What needs to be done :: Take from the data every line in which the word "MakeRequestId" is found.

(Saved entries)
──────

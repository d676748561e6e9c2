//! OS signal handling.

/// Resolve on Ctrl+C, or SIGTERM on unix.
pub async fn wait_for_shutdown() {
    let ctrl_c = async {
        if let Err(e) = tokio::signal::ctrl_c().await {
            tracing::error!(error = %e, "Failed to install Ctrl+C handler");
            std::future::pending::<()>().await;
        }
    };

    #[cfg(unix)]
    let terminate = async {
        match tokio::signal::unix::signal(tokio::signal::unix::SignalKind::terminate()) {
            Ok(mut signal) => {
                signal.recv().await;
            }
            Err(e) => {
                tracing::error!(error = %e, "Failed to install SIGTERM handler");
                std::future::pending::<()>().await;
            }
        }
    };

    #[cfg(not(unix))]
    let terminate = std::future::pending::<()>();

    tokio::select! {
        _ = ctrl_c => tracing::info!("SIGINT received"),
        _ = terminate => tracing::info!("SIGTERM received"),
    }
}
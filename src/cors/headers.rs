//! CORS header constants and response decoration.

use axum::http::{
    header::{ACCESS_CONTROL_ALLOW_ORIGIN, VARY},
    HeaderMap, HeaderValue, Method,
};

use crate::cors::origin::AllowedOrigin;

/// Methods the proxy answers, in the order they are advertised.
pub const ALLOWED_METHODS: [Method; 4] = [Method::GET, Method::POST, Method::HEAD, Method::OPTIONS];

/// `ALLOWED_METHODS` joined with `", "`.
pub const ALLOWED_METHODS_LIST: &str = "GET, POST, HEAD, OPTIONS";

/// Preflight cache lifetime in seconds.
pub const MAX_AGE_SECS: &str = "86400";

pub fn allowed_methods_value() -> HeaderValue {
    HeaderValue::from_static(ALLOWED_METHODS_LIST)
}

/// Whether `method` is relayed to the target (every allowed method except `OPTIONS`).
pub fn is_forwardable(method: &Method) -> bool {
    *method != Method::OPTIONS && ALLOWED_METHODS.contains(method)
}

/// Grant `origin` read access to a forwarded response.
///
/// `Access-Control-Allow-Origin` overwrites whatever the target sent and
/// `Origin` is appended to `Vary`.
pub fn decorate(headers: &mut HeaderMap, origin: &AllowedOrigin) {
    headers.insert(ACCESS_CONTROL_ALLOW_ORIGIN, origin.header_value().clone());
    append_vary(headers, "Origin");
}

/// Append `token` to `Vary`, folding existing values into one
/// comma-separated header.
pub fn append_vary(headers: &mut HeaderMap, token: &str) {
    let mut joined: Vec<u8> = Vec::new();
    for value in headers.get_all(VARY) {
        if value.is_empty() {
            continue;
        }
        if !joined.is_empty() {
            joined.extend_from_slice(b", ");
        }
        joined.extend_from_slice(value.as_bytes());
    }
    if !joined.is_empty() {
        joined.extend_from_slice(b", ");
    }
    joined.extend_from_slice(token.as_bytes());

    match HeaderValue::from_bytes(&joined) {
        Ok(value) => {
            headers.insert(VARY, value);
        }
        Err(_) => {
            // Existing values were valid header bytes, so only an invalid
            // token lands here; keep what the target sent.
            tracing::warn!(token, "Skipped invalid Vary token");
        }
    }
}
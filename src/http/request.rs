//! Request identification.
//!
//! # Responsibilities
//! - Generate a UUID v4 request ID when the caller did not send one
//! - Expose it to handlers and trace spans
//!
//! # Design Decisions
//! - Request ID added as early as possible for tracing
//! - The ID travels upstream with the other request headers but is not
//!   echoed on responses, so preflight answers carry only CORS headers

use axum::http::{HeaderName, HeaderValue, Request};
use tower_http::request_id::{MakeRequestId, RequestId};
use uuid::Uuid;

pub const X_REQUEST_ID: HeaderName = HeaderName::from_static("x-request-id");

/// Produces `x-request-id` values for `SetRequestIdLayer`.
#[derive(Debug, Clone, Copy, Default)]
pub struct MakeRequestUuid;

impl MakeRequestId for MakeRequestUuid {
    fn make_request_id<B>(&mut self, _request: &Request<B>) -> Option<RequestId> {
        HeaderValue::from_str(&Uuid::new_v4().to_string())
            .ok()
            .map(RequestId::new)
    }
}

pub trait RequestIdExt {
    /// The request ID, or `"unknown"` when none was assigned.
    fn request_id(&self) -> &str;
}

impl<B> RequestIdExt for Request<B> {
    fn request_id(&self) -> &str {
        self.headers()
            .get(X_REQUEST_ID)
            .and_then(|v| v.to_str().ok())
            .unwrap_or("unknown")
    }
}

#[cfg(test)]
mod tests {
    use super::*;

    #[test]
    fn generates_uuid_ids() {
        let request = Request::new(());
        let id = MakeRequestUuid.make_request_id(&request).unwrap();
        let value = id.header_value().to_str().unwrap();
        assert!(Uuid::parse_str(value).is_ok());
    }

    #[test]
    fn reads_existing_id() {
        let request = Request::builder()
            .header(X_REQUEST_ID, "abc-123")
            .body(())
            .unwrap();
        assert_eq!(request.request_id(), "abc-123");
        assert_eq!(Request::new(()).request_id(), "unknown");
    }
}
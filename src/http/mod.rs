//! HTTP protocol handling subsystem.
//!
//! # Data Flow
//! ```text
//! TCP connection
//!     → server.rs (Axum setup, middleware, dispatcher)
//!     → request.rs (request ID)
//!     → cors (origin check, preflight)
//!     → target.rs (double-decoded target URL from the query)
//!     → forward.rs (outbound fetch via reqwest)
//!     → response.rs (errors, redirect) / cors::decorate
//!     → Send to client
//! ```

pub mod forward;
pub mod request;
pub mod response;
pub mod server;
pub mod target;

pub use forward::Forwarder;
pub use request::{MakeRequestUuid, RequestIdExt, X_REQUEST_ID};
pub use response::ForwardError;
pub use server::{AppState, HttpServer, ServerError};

──────

Your solution ::
use tower_http::request_id::{MakeRequestId, RequestId};
impl MakeRequestId for MakeRequestUuid {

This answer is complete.